If however you fall outside these norms, then you are playing a very risky game my friend…. Leave it too late and the morale boost is immense. Thinking you are an hour in and seeing you only have 40 mins to push and you start pulling like a man possessed, convinced the finish line is in touching distance. Those 40 mins though become long and arduous, a false horizon if ever there were one. This however is much better than the worst possible scenario, the early glance. Expecting to be an hour in, misjudging it and seeing you have only done 40 mins literally saps your will to live. How can that be? My watch is wrong. It’s reset itself. It’s jumped a time zone. Was I relieved early? I’ve done more than 40 mins, this is bullshit. From there it’s a downward spiral of early checks that never ends, each one worse than the last. Aldo set a new record recently for glance misjudgment, he checked his watch after 12 minutes…. A look of horror filled his ginger bearded face as he realised the gravity of his error. I was 12 mins in and barely getting settled, blissfully unaware of the calamity he had just initiated. NOOOOO! He yelled out into the inky darkness of the cruel Atlantic, WHAT HAVE I DONE??? I obviously laughed my ass off and sailed through the remaining 108 mins in double time, knowing Aldo was 4 decades behind me, interstellar style. He’s still rowing that shift I believe.
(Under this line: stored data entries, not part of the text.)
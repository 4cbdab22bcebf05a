//! Data access layer for the agro backend.
//!
//! This crate defines the generic repository contract shared by every
//! entity, the per-resource repository traits with their aggregate
//! queries, and two implementations:
//! - [`postgres`] — the production PostgreSQL implementation over `sqlx`
//! - [`memory`] — an in-memory implementation for tests

pub mod error;
pub mod memory;
pub mod postgres;
pub mod repository;

pub use error::{Result, StorageError};
pub use memory::{
    InMemoryFarmRepository, InMemoryPlantedCropRepository, InMemoryProducerRepository,
    InMemoryRepositories,
};
pub use postgres::{
    PgFarmRepository, PgPlantedCropRepository, PgProducerRepository, PgRepositories,
};
pub use repository::{
    CropCount, CropStatistics, DeleteResult, Entity, FarmAverages, FarmRepository, LandUse, Page,
    PlantedCropRepository, ProducerRepository, ProductiveFarm, Repositories, Repository,
    StateCount, StateStatistics,
};
use serde::{Deserialize, Serialize};
use uuid::Uuid;

macro_rules! uuid_id {
    ($(#[$doc:meta])* $name:ident) => {
        $(#[$doc])*
        #[derive(Debug, Clone, Copy, PartialEq, Eq, Hash, PartialOrd, Ord, Serialize, Deserialize)]
        #[serde(transparent)]
        pub struct $name(Uuid);

        impl $name {
            /// Creates a new random ID.
            pub fn new() -> Self {
                Self(Uuid::new_v4())
            }

            /// Creates an ID from an existing UUID.
            pub fn from_uuid(uuid: Uuid) -> Self {
                Self(uuid)
            }

            /// Returns the underlying UUID.
            pub fn as_uuid(&self) -> Uuid {
                self.0
            }
        }

        impl Default for $name {
            fn default() -> Self {
                Self::new()
            }
        }

        impl std::fmt::Display for $name {
            fn fmt(&self, f: &mut std::fmt::Formatter<'_>) -> std::fmt::Result {
                write!(f, "{}", self.0)
            }
        }

        impl From<Uuid> for $name {
            fn from(uuid: Uuid) -> Self {
                Self(uuid)
            }
        }

        impl From<$name> for Uuid {
            fn from(id: $name) -> Self {
                id.0
            }
        }
    };
}

uuid_id! {
    /// Unique identifier for a producer (farm owner).
    ProducerId
}

uuid_id! {
    /// Unique identifier for a farm.
    FarmId
}

uuid_id! {
    /// Unique identifier for a planted crop record.
    CropId
}

#[cfg(test)]
mod tests {
    use super::*;

    #[test]
    fn ids_are_unique() {
        assert_ne!(ProducerId::new(), ProducerId::new());
        assert_ne!(FarmId::new(), FarmId::new());
        assert_ne!(CropId::new(), CropId::new());
    }

    #[test]
    fn from_uuid_preserves_value() {
        let uuid = Uuid::new_v4();
        assert_eq!(ProducerId::from_uuid(uuid).as_uuid(), uuid);
        assert_eq!(FarmId::from_uuid(uuid).as_uuid(), uuid);
    }

    #[test]
    fn serialization_is_transparent() {
        let id = FarmId::new();
        let json = serde_json::to_string(&id).unwrap();
        assert_eq!(json, format!("\"{id}\""));
        let back: FarmId = serde_json::from_str(&json).unwrap();
        assert_eq!(back, id);
    }
}
use thiserror::Error;

/// Errors that can occur in the data access layer.
///
/// Database errors propagate unmodified; translation to domain or HTTP
/// errors is the caller's responsibility.
#[derive(Debug, Error)]
pub enum StorageError {
    /// A database error occurred.
    #[error("Database error: {0}")]
    Database(#[from] sqlx::Error),

    /// A database migration error occurred.
    #[error("Migration error: {0}")]
    Migration(#[from] sqlx::migrate::MigrateError),

    /// A stored value could not be decoded into its domain type.
    #[error("Row decoding error: {0}")]
    Decode(String),
}

/// Result type for storage operations.
pub type Result<T> = std::result::Result<T, StorageError>;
The other time related process we are going through is our finish point. 40,30,20 days seems so far away, we each deal with it in our own way. Personally I believe we are getting relief troops in 7 days time. This is what I count down to. On the last day I will be told the helicopter has been delayed a week due to logistics, and to hang in there another 7 days. This is easy to process, it happened all the time in the Marines. After that it will be the last few days so sod it, we will be counting down in hours by then.
Day to day boat wise our water maker pretty much choked it’s last breath, the compressor pump was not happy and kept refusing to operate. A swift phone call back to the manufacturer via our Inmarsat sat phone (absolute godsend and neccessity) and we established the fault, broke out the tools and it now operates as if it was day 1 again. The sun is out, the wind has slightly picked up in our favour and we are back on track. Midday sessions have become unbearable due to the heat, even the early hours sessions in the pitch black are now topless affairs.
18 days left, we don’t count today tomorrow or the last 36 hours obviously, we are asleep for half of that so can take off 50%, another 15% for eating and changeovers, which means we should arrive last Tuesday. See you there!